**WHAT THE TASK REQUIRES:** Please say how many lines below include the word "current", with nothing beyond the number.

(RECORDS FOR PROCESSING Opens)

//! # ca65 language module
//!
//! Syntactic analysis of source for the ca65 macro assembler, 6502 flavor.
//! The lexer feeds a hand written recursive descent parser that produces a line
//! oriented syntax tree, with block directives owning the lines they enclose.
//! Parsing never stops at the first error: the tree always covers the valid prefix,
//! and a list of errors with positions comes back alongside it.
//!
//! ```rs
//! let parsed = ca65kit::lang::ca65::parse("L: lda #$10\n");
//! assert!(parsed.errors.is_empty());
//! ```
//!
//! The `diagnostics`, `settings`, and `formatter` modules are the language utilities
//! built on the tree.

pub mod keywords;
pub mod lexer;
pub mod ast;
pub mod parser;
mod expression;
mod operand;
mod directives;
pub mod settings;
pub mod diagnostics;
pub mod formatter;

#[cfg(test)]
mod tests;

use lsp_types as lsp;
use lexer::{Span,LineIndex};

pub use parser::{parse,Parsed,ParseError};

/// Convert a byte span to an LSP range, columns are byte offsets within the row
pub fn lsp_range(span: Span, index: &LineIndex) -> lsp::Range {
    let start = index.position(span.start);
    let end = index.position(span.end);
    lsp::Range::new(
        lsp::Position::new(start.row,start.col),
        lsp::Position::new(end.row,end.col)
    )
}
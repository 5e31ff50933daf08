//! Operand matcher for CPU instructions
//!
//! Any addressing shape is accepted for any opcode; whether the opcode supports the
//! shape is a diagnostic concern.  A parenthesized expression is the one place where
//! the grammar has to look past the closing parenthesis: `(e),y` and `(e)` are indirect,
//! while `(e)+1` or `(e),x` are absolute operands that happen to begin with a group.

use super::parser::{Parser,ParseError};
use super::lexer::{TokenKind,Punct,Span};
use super::keywords::Register;
use super::expression::TOP_LEVEL;
use super::ast::*;

impl<'a> Parser<'a> {
    /// Register named by the current token, if it is a plain identifier
    fn register(&self) -> Option<Reg> {
        match self.tok.kind {
            TokenKind::Ident => Register::lookup(&self.tok.text).map(|reg| Reg { reg, span: self.tok.span }),
            _ => None
        }
    }
    /// consume `,x` or `,y`, the comma is the current token
    fn index_register(&mut self) -> Result<Reg,ParseError> {
        self.advance();
        match self.register() {
            Some(reg) if reg.reg!=Register::A => {
                self.advance();
                Ok(reg)
            },
            _ => Err(self.unexpected("index register `x` or `y`"))
        }
    }
    /// operand of an absolute style address, with optional index
    fn indexed(&mut self, addr: Expr) -> Result<Operand,ParseError> {
        if !self.tok.is_punct(Punct::Comma) {
            return Ok(Operand::Absolute { addr });
        }
        let reg = self.index_register()?;
        Ok(match reg.reg {
            Register::Y => Operand::AbsoluteY { addr, reg },
            _ => Operand::AbsoluteX { addr, reg }
        })
    }
    /// Parse the operand after an opcode, `None` means implied
    pub(super) fn operand(&mut self) -> Result<Option<Operand>,ParseError> {
        if self.tok.ends_statement() {
            return Ok(None);
        }
        if self.tok.is_punct(Punct::Hash) {
            self.advance();
            return Ok(Some(Operand::Immediate { expr: self.expr()? }));
        }
        if let Some(reg) = self.register() {
            if self.peek().ends_statement() {
                self.advance();
                return Ok(Some(Operand::Accumulator { reg }));
            }
        }
        if !self.tok.is_punct(Punct::LParen) {
            let addr = self.expr()?;
            return self.indexed(addr).map(Some);
        }
        let open = self.tok.span;
        self.advance();
        let inner = self.expr()?;
        if self.tok.is_punct(Punct::Comma) {
            let reg = self.index_register()?;
            if reg.reg!=Register::X {
                return Err(self.error(ErrorKind::Grammar,"indexed indirect requires `x`",reg.span));
            }
            self.expect_punct(Punct::RParen,")")?;
            return Ok(Some(Operand::XIndirect { addr: inner, reg }));
        }
        let close = self.expect_punct(Punct::RParen,")")?;
        if self.tok.ends_statement() {
            return Ok(Some(Operand::Indirect { addr: inner }));
        }
        if self.tok.is_punct(Punct::Comma) {
            let after_comma = self.peek();
            if after_comma.kind==TokenKind::Ident && Register::lookup(&after_comma.text)==Some(Register::Y) {
                let reg = self.index_register()?;
                return Ok(Some(Operand::IndirectY { addr: inner, reg }));
            }
        }
        let group = Expr::Group { expr: Box::new(inner), span: Span::new(open.start,close.end) };
        let addr = self.expr_from(group,TOP_LEVEL)?;
        self.indexed(addr).map(Some)
    }
}
//! Test of the ca65 lexer.

use super::super::lexer::*;
use super::super::keywords::Keyword;

#[cfg(test)]
fn test_kinds(code: &str, expected: &[TokenKind]) {
    let actual: Vec<TokenKind> = Lexer::new(code).map(|t| t.kind).collect();
    assert_eq!(actual,expected);
}

#[cfg(test)]
fn test_texts(code: &str, expected: &[&str]) {
    let actual: Vec<String> = Lexer::new(code)
        .filter(|t| !t.is_eol())
        .map(|t| t.text)
        .collect();
    assert_eq!(actual,expected);
}

mod tokens {
    use super::super::super::lexer::{TokenKind,Punct,Base,LexError};
    use super::super::super::keywords::Keyword;
    #[test]
    fn instruction_line() {
        super::test_kinds("lda #$10 ; load\n",&[
            TokenKind::Ident,
            TokenKind::Punct(Punct::Hash),
            TokenKind::Number { base: Base::Hex, value: 16 },
            TokenKind::Comment,
            TokenKind::Newline,
            TokenKind::Eof
        ]);
    }
    #[test]
    fn number_bases() {
        super::test_kinds("10 $ff %101",&[
            TokenKind::Number { base: Base::Dec, value: 10 },
            TokenKind::Number { base: Base::Hex, value: 255 },
            TokenKind::Number { base: Base::Bin, value: 5 },
            TokenKind::Eof
        ]);
    }
    #[test]
    fn keywords_any_case() {
        super::test_kinds(".BYTE .Byt .byte",&[
            TokenKind::Keyword(Keyword::Byte),
            TokenKind::Keyword(Keyword::Byte),
            TokenKind::Keyword(Keyword::Byte),
            TokenKind::Eof
        ]);
    }
    #[test]
    fn unknown_dot_word() {
        super::test_kinds(".frobnicate",&[TokenKind::UnknownDot,TokenKind::Eof]);
    }
    #[test]
    fn local_and_char() {
        super::test_kinds("@loop 'a'",&[TokenKind::LocalName,TokenKind::Char('a'),TokenKind::Eof]);
    }
    #[test]
    fn compound_punctuation() {
        super::test_kinds("<= <> << :: := && ||",&[
            TokenKind::Punct(Punct::Le),
            TokenKind::Punct(Punct::Ne),
            TokenKind::Punct(Punct::Shl),
            TokenKind::Punct(Punct::ColonColon),
            TokenKind::Punct(Punct::ColonEq),
            TokenKind::Punct(Punct::AmpAmp),
            TokenKind::Punct(Punct::PipePipe),
            TokenKind::Eof
        ]);
    }
    #[test]
    fn lexical_errors() {
        super::test_kinds("'ab' $ \"open\n",&[
            TokenKind::Error(LexError::BadChar),
            TokenKind::Error(LexError::MissingDigits),
            TokenKind::Error(LexError::UnterminatedString),
            TokenKind::Newline,
            TokenKind::Eof
        ]);
    }
    #[test]
    fn number_range() {
        super::test_kinds("$100000000",&[TokenKind::Error(LexError::NumberRange),TokenKind::Eof]);
    }
    #[test]
    fn stray_dot() {
        super::test_kinds(". x",&[TokenKind::Error(LexError::StrayDot),TokenKind::Ident,TokenKind::Eof]);
    }
}

mod text {
    #[test]
    fn spans_cover_text() {
        super::test_texts("L: lda (ptr),y",&["L",":","lda","(","ptr",")",",","y"]);
    }
    #[test]
    fn comment_runs_to_newline() {
        super::test_texts("nop ; a \"quoted\" comment\nrts",&["nop","; a \"quoted\" comment","rts"]);
    }
    #[test]
    fn string_value() {
        let tok = super::Lexer::new("\"hello\"").next_token();
        assert_eq!(tok.str_value(),"hello");
    }
}

mod lines {
    use super::*;
    #[test]
    fn crlf_is_one_newline() {
        let toks: Vec<Token> = Lexer::new("a\r\nb").collect();
        assert_eq!(toks[1].kind,TokenKind::Newline);
        assert_eq!(toks[1].span,Span::new(1,3));
        assert_eq!(toks[2].pos,Position { row: 1, col: 0 });
    }
    #[test]
    fn positions() {
        let index = LineIndex::new("ab\ncd\n");
        assert_eq!(index.position(4),Position { row: 1, col: 1 });
        assert_eq!(index.position(6),Position { row: 2, col: 0 });
        assert_eq!(index.line_count(),3);
    }
    #[test]
    fn keyword_lookup() {
        assert_eq!(Keyword::lookup(".MAC"),Some(Keyword::Macro));
        assert_eq!(Keyword::Macro.name(),".macro");
        assert!(Keyword::Macro.is_alias(".mac"));
        assert!(!Keyword::Macro.is_alias(".MACRO"));
    }
}

mod capture {
    use super::*;
    #[test]
    fn argument_stops_at_comma() {
        let mut lexer = Lexer::new("foo a, b ; c");
        let first = lexer.capture(4,RawMode::Argument);
        assert_eq!(first.text,"a");
        assert_eq!(lexer.offset(),5);
        let second = lexer.capture(6,RawMode::Argument);
        assert_eq!(second.text," b");
        assert_eq!(lexer.byte_at(lexer.offset()),Some(b';'));
    }
    #[test]
    fn quotes_hide_delimiters() {
        let mut lexer = Lexer::new("\"a,b\";x");
        let raw = lexer.capture(0,RawMode::Argument);
        assert_eq!(raw.text,"\"a,b\"");
    }
    #[test]
    fn function_nesting() {
        let mut lexer = Lexer::new("f(a,b)),c");
        let raw = lexer.capture(0,RawMode::Function { comma: true });
        assert_eq!(raw.text,"f(a,b)");
        assert_eq!(lexer.offset(),6);
    }
    #[test]
    fn enclosed_spans_lines() {
        let mut lexer = Lexer::new("{a,\n{b}} rest");
        let raw = lexer.capture_enclosed(0).expect("capture failed");
        assert_eq!(raw.text,"a,\n{b}");
        assert!(raw.enclosed);
        assert_eq!(lexer.offset(),8);
    }
    #[test]
    fn enclosed_unterminated() {
        let mut lexer = Lexer::new("{a, b\nnop");
        let err = lexer.capture_enclosed(0).expect_err("should not match");
        assert_eq!(err.kind,TokenKind::Error(LexError::UnterminatedBrace));
        assert_eq!(lexer.offset(),5);
    }
}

(RECORDS FOR PROCESSING Closes)

**RESPONSE BOX:** 2